Kazuo Masuda was killed in action fighting with the 100th/442nd Regimental Combat Team. He is seen here, around 1944, visiting his family in the Jerome camp in Arkansas.

 

At the outset of the war, most Japanese Americans were considered ineligible to serve in the U.S. military. Masaharu Saito received this notice from his local draft board informing him that he was classified 4C—an “alien” designation, despite his citizenship. By 1943, as the military struggled to fill quotas, Saito and other Japanese Americans were deemed eligible to serve.

 

The Army initially issued members of the 100th/442nd Regimental Combat Team a racially insensitive insignia with a yellow hand wielding a bloody sword. They objected and designed a new insignia featuring a torch of liberty.

 

In 1944, the 100th/442nd Regimental Combat team was attached to the all-white 34th Infantry Division, known as the “red devils” or “red bulls.” After only a month of fighting together, members of the 34th recognized the Japanese American soldiers by inviting them to wear their insignia.

 

Originally, military officials were fearful that Japanese American soldiers might be mistaken for the enemy, so they were sent to the European theater. More than 6,000 Japanese Americans served as translators in the Military Intelligence Service and were sent all over the world.

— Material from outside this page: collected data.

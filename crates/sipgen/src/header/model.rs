use serde::Serialize;

/// Member access of enums and base classes.
#[derive(Debug, Clone, Copy, PartialEq, Eq, Serialize)]
#[serde(rename_all = "snake_case")]
pub enum Access {
    Public,
    Protected,
    Private,
}

impl Access {
    pub fn as_str(self) -> &'static str {
        match self {
            Access::Public => "public",
            Access::Protected => "protected",
            Access::Private => "private",
        }
    }
}

/// Section a method was declared in. Private methods are kept in the model
/// but never emitted.
#[derive(Debug, Clone, Copy, PartialEq, Eq, Serialize)]
#[serde(rename_all = "snake_case")]
pub enum MethodCategory {
    Public,
    PublicSlot,
    Protected,
    ProtectedSlot,
    Signal,
    Private,
}

impl MethodCategory {
    /// Access used for enums and nested declarations under this label.
    pub fn access(self) -> Access {
        match self {
            MethodCategory::Public | MethodCategory::PublicSlot | MethodCategory::Signal => Access::Public,
            MethodCategory::Protected | MethodCategory::ProtectedSlot => Access::Protected,
            MethodCategory::Private => Access::Private,
        }
    }
}

#[derive(Debug, Clone, PartialEq, Eq, Serialize)]
pub struct ParameterDescriptor {
    /// Type without `const`, `*` and `&`; may keep a leading `::`.
    pub raw_type: String,
    pub is_pointer: bool,
    pub is_reference: bool,
    pub is_const: bool,
    pub default_value: Option<String>,
    pub name: Option<String>,
}

#[derive(Debug, Clone, PartialEq, Eq, Serialize)]
pub struct MethodDescriptor {
    pub name: String,
    pub return_type: String,
    pub parameters: Vec<ParameterDescriptor>,
    pub is_constructor: bool,
    pub is_destructor: bool,
    pub is_virtual: bool,
    pub is_explicit: bool,
    pub is_const: bool,
    pub category: MethodCategory,
    pub line: usize,
}

#[derive(Debug, Clone, PartialEq, Eq, Serialize)]
pub struct EnumeratorDescriptor {
    pub name: String,
    /// Initializer expression as written, `None` when implicit.
    pub value: Option<String>,
}

#[derive(Debug, Clone, PartialEq, Eq, Serialize)]
pub struct EnumDescriptor {
    pub name: Option<String>,
    pub enumerators: Vec<EnumeratorDescriptor>,
    pub access: Access,
    pub line: usize,
}

#[derive(Debug, Clone, Copy, PartialEq, Eq, Serialize)]
#[serde(rename_all = "snake_case")]
pub enum ClassKeyword {
    Class,
    Struct,
}

impl ClassKeyword {
    pub fn as_str(self) -> &'static str {
        match self {
            ClassKeyword::Class => "class",
            ClassKeyword::Struct => "struct",
        }
    }
}

#[derive(Debug, Clone, PartialEq, Eq, Serialize)]
pub struct BaseClass {
    pub access: Access,
    pub name: String,
}

#[derive(Debug, Clone, PartialEq, Eq, Serialize)]
pub struct ClassDescriptor {
    pub name: String,
    pub keyword: ClassKeyword,
    pub bases: Vec<BaseClass>,
    pub enums: Vec<EnumDescriptor>,
    pub methods: Vec<MethodDescriptor>,
    pub line: usize,
}

impl ClassDescriptor {
    pub fn enums_with(
        &self,
        access: Access,
    ) -> impl Iterator<Item = &EnumDescriptor> {
        self.enums.iter().filter(move |item| item.access == access)
    }

    pub fn methods_in(
        &self,
        category: MethodCategory,
    ) -> impl Iterator<Item = &MethodDescriptor> {
        self.methods.iter().filter(move |method| method.category == category)
    }
}

#[derive(Debug, Clone, PartialEq, Eq, Serialize)]
pub struct NamespaceDescriptor {
    pub name: String,
    pub functions: Vec<MethodDescriptor>,
    pub line: usize,
}

#[derive(Debug, Clone, Copy, PartialEq, Eq, Serialize)]
#[serde(rename_all = "snake_case")]
pub enum ConditionalKind {
    If,
    IfDef,
    IfNDef,
    Else,
    EndIf,
}

#[derive(Debug, Clone, PartialEq, Eq, Serialize)]
pub struct ConditionalDirective {
    pub kind: ConditionalKind,
    /// Everything after the directive keyword, e.g. `QT_VERSION >= 0x050000`.
    pub condition: String,
    /// The normalized directive line, e.g. `#if QT_VERSION >= 0x050000`.
    pub text: String,
    pub line: usize,
}

/// Structured view of one macro-erased header.
#[derive(Debug, Clone, Default, PartialEq, Eq, Serialize)]
pub struct HeaderAst {
    pub namespaces: Vec<NamespaceDescriptor>,
    pub classes: Vec<ClassDescriptor>,
    pub conditionals: Vec<ConditionalDirective>,
    /// Symbol of the `#ifndef X` / `#define X` include guard, if any.
    pub include_guard: Option<String>,
}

Junwo “Jimmy” Yamashita wore this coat while serving as a member of the 442nd Regimental Combat Team.

 

While held at the Poston camp in Arizona, Yasu Takei made this one-thousand-stitch sash to bestow good luck and protection to her son Jim Kuichi Takei, who was fighting with the 442nd in Europe.

 

Alice Tetsuko Kono, originally from Hawai’i, joined the Women’s Army Corps and served as a linguist in the Military Intelligence Service.

 

Grant Ichikawa wore these dog tags. He volunteered for the Military Intelligence Service while his family was incarcerated at the Gila River camp in Arizona. 

 

Alice Tetsuko Kono, around 1943

In 1943, after being held at the Jerome camp in Arkansas, Joe Nishimoto volunteered to serve with the 442nd Regimental Combat Team. Killed in action in 1944, he was awarded the Distinguished Service Cross. The award was upgraded to a Medal of Honor in 2000, after a review to identify service members who had been under-recognized because of prejudice.